Do writers need an iPad?

Dude, like, I don’t know.

Many writers have them, and Chuck Wendig points out in this great blog how he views his — a tool. A penmonkey for the penmonkey, but he notes that it’s not going to replace his desktop as his primary writing tool.

I’m currently in the midst of a major tech upgrade. My desktop is going on 8 years, and that’s practically a geologic eon in PC terms. I’ve already decided to upgrade to a Mac desktop, because I still do the brunt of my writing on my desktop and my trusty MacBook. The latter is also in need of an upgrade. It’s about 7 years old and I’m still using Leopard OS, which makes it far less compatible with things like Firefox (which I prefer to Safari on the Mac, but that’s just me). I’ll be putting more memory on my laptop and upgrading the OS because it’s still a great tool and it still keeps on trucking.

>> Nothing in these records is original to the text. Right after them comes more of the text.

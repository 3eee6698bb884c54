use std::time::Instant;

use crate::quiz::Question;
use crate::session::MistakeRecorder;
use crate::session::result::ChallengeSummary;

#[derive(Clone, Copy, Debug, PartialEq, Eq)]
pub enum Outcome {
    Correct,
    Wrong,
    TimeUp,
}

impl Outcome {
    pub fn is_correct(self) -> bool {
        self == Outcome::Correct
    }
}

#[derive(Clone, Copy, Debug, PartialEq, Eq)]
pub enum Phase {
    Answering,
    Answered(Outcome),
    Completed,
}

#[derive(Clone, Debug)]
pub struct AnswerRecord {
    pub question_idx: usize,
    pub outcome: Outcome,
}

/// Timed multiple-choice run over a fixed list of questions.
///
/// One question is active at a time. While answering, each `tick` takes a
/// second off the countdown; reaching zero counts as a wrong answer. Wrong
/// and timed-out answers are handed to the `MistakeRecorder`. Nothing here
/// is persisted, so dropping the session abandons it.
pub struct ChallengeSession {
    questions: Vec<Question>,
    index: usize,
    phase: Phase,
    duration_secs: u32,
    remaining_secs: u32,
    selected: Option<usize>,
    answers: Vec<AnswerRecord>,
    started_at: Instant,
    finished_at: Option<Instant>,
}

impl ChallengeSession {
    pub fn new(questions: Vec<Question>, duration_secs: u32) -> Self {
        let duration_secs = duration_secs.max(1);
        let now = Instant::now();
        let empty = questions.is_empty();
        Self {
            questions,
            index: 0,
            phase: if empty { Phase::Completed } else { Phase::Answering },
            duration_secs,
            remaining_secs: duration_secs,
            selected: None,
            answers: Vec::new(),
            started_at: now,
            finished_at: if empty { Some(now) } else { None },
        }
    }

    pub fn phase(&self) -> Phase {
        self.phase
    }

    pub fn is_complete(&self) -> bool {
        self.phase == Phase::Completed
    }

    pub fn current(&self) -> Option<&Question> {
        if self.is_complete() {
            None
        } else {
            self.questions.get(self.index)
        }
    }

    pub fn index(&self) -> usize {
        self.index
    }

    pub fn total(&self) -> usize {
        self.questions.len()
    }

    pub fn duration_secs(&self) -> u32 {
        self.duration_secs
    }

    pub fn remaining_secs(&self) -> u32 {
        self.remaining_secs
    }

    pub fn selected(&self) -> Option<usize> {
        self.selected
    }

    pub fn score(&self) -> usize {
        self.answers.iter().filter(|a| a.outcome.is_correct()).count()
    }

    pub fn elapsed_secs(&self) -> f64 {
        let end = self.finished_at.unwrap_or_else(Instant::now);
        end.duration_since(self.started_at).as_secs_f64()
    }

    /// Answer the active question. Ignored unless answering and `option_idx` is in range.
    pub fn select(
        &mut self,
        option_idx: usize,
        recorder: &mut dyn MistakeRecorder,
    ) -> Option<Outcome> {
        if self.phase != Phase::Answering {
            return None;
        }
        let question = self.questions.get(self.index)?;
        if option_idx >= question.options.len() {
            return None;
        }
        let outcome = if question.is_correct(option_idx) {
            Outcome::Correct
        } else {
            Outcome::Wrong
        };
        self.selected = Some(option_idx);
        self.settle(outcome, recorder);
        Some(outcome)
    }

    /// One second of countdown. Returns `TimeUp` on the tick that reaches zero.
    pub fn tick(&mut self, recorder: &mut dyn MistakeRecorder) -> Option<Outcome> {
        if self.phase != Phase::Answering {
            return None;
        }
        self.remaining_secs = self.remaining_secs.saturating_sub(1);
        if self.remaining_secs == 0 {
            self.settle(Outcome::TimeUp, recorder);
            return Some(Outcome::TimeUp);
        }
        None
    }

    fn settle(&mut self, outcome: Outcome, recorder: &mut dyn MistakeRecorder) {
        if !outcome.is_correct() {
            recorder.record_mistake(&self.questions[self.index].word);
        }
        self.answers.push(AnswerRecord {
            question_idx: self.index,
            outcome,
        });
        self.phase = Phase::Answered(outcome);
    }

    /// Move past a shown result: to the next question, or to `Completed` after the last.
    pub fn next(&mut self) -> Phase {
        if let Phase::Answered(_) = self.phase {
            if self.index + 1 < self.questions.len() {
                self.index += 1;
                self.remaining_secs = self.duration_secs;
                self.selected = None;
                self.phase = Phase::Answering;
            } else {
                self.phase = Phase::Completed;
                self.finished_at = Some(Instant::now());
            }
        }
        self.phase
    }

    pub fn summary(&self) -> ChallengeSummary {
        ChallengeSummary::from_session(&self.questions, &self.answers, self.elapsed_secs())
    }
}

#[cfg(test)]
mod tests {
    use super::*;
    use crate::quiz::question::{QuestionType, build_question};
    use crate::vocab::Word;
    use rand::SeedableRng;
    use rand::rngs::SmallRng;

    fn questions(n: usize) -> Vec<Question> {
        let words: Vec<Word> = ["apple", "water", "friend", "window"]
            .iter()
            .zip(["苹果", "水", "朋友", "窗户"])
            .enumerate()
            .map(|(i, (w, m))| Word::new(i as i64 + 1, w, m))
            .collect();
        let mut rng = SmallRng::seed_from_u64(42);
        (0..n)
            .map(|i| build_question(&words, i, QuestionType::EnToCn, &mut rng))
            .collect()
    }

    fn wrong_index(q: &Question) -> usize {
        q.options
            .iter()
            .position(|o| *o != q.correct_answer)
            .unwrap()
    }

    #[test]
    fn ten_silent_ticks_time_out_and_record_mistake() {
        let mut session = ChallengeSession::new(questions(2), 10);
        let mut missed: Vec<Word> = Vec::new();
        let current_word = session.current().unwrap().word.clone();

        for _ in 0..9 {
            assert_eq!(session.tick(&mut missed), None);
        }
        assert_eq!(session.remaining_secs(), 1);
        assert_eq!(session.tick(&mut missed), Some(Outcome::TimeUp));
        assert_eq!(session.phase(), Phase::Answered(Outcome::TimeUp));
        assert_eq!(missed, vec![current_word]);

        // timer frozen once answered
        assert_eq!(session.tick(&mut missed), None);
        assert_eq!(session.remaining_secs(), 0);
    }

    #[test]
    fn correct_answer_freezes_timer_without_mistake() {
        let mut session = ChallengeSession::new(questions(2), 15);
        let mut missed: Vec<Word> = Vec::new();
        session.tick(&mut missed);
        let idx = session.current().unwrap().correct_index().unwrap();
        assert_eq!(session.select(idx, &mut missed), Some(Outcome::Correct));
        assert!(missed.is_empty());
        assert_eq!(session.tick(&mut missed), None);
        assert_eq!(session.remaining_secs(), 14);
        // second selection ignored
        assert_eq!(session.select(0, &mut missed), None);
        assert_eq!(session.score(), 1);
    }

    #[test]
    fn wrong_answer_records_mistake() {
        let mut session = ChallengeSession::new(questions(1), 10);
        let mut missed: Vec<Word> = Vec::new();
        let idx = wrong_index(session.current().unwrap());
        assert_eq!(session.select(idx, &mut missed), Some(Outcome::Wrong));
        assert_eq!(missed.len(), 1);
        assert_eq!(session.selected(), Some(idx));
    }

    #[test]
    fn out_of_range_selection_is_ignored() {
        let mut session = ChallengeSession::new(questions(1), 10);
        let mut missed: Vec<Word> = Vec::new();
        assert_eq!(session.select(99, &mut missed), None);
        assert_eq!(session.phase(), Phase::Answering);
    }

    #[test]
    fn next_only_after_result_and_resets_state() {
        let mut session = ChallengeSession::new(questions(2), 10);
        let mut missed: Vec<Word> = Vec::new();
        assert_eq!(session.next(), Phase::Answering);
        assert_eq!(session.index(), 0);

        session.tick(&mut missed);
        session.select(0, &mut missed);
        assert_eq!(session.next(), Phase::Answering);
        assert_eq!(session.index(), 1);
        assert_eq!(session.remaining_secs(), 10);
        assert_eq!(session.selected(), None);

        session.select(0, &mut missed);
        assert_eq!(session.next(), Phase::Completed);
        assert!(session.current().is_none());
        let summary = session.summary();
        assert_eq!(summary.correct + summary.wrong + summary.timed_out, 2);
    }

    #[test]
    fn summary_counts_outcomes() {
        let mut session = ChallengeSession::new(questions(3), 10);
        let mut missed: Vec<Word> = Vec::new();

        let idx = session.current().unwrap().correct_index().unwrap();
        session.select(idx, &mut missed);
        session.next();
        let idx = wrong_index(session.current().unwrap());
        session.select(idx, &mut missed);
        session.next();
        for _ in 0..10 {
            session.tick(&mut missed);
        }
        session.next();

        let summary = session.summary();
        assert_eq!(summary.total, 3);
        assert_eq!(summary.correct, 1);
        assert_eq!(summary.wrong, 1);
        assert_eq!(summary.timed_out, 1);
        assert_eq!(summary.missed.len(), 2);
        assert!((summary.accuracy - 100.0 / 3.0).abs() < 0.01);
    }

    #[test]
    fn empty_session_is_complete() {
        let session = ChallengeSession::new(Vec::new(), 10);
        assert!(session.is_complete());
        assert!(session.current().is_none());
        assert_eq!(session.summary().total, 0);
    }
}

And I recently succumbed to an iPad. I got it for a couple of reasons. My laptop is heavy, and when I travel, I can’t stand checking email on a phone-sized device. I also blog when I travel, and it’s a lot easier to do that on an iPad than on a phone. I do not consider an iPad a primary writing tool, though I see Wendig’s point in its usefulness as a supplement. It is kind of a cool research tool, and it is a fun entertainment device. In terms of stuffing it with apps, I’m just not really into that. I have a few — Pandora, Netflix, Kindle, and iPad books. I’ve installed Dropbox and also a fun little DJ app because that’s one of my OTHER hobbies. I do like being able to check email and blogs while traveling, and because it’s not nearly as heavy as my trusty laptop, it’s easy to travel with, even when I opt to bring the wireless keyboard. Typing on an iPad screen is a freaking joke for me. It’s a hunt-and-peck kind of situation, and I am a full-blown typist, which is why I opted for a wireless keyboard.

I have a feeling that in the near future, your tablets will have the capability to project a keyboard onto a tabletop, and I’m pretty stoked about that innovation. Here’s hoping it’s soon. In the meantime, I’m using the actual keyboard. Oh, wait. My bad. That projected keyboard is already hitting the market. Here. That technology, however, is going to get better.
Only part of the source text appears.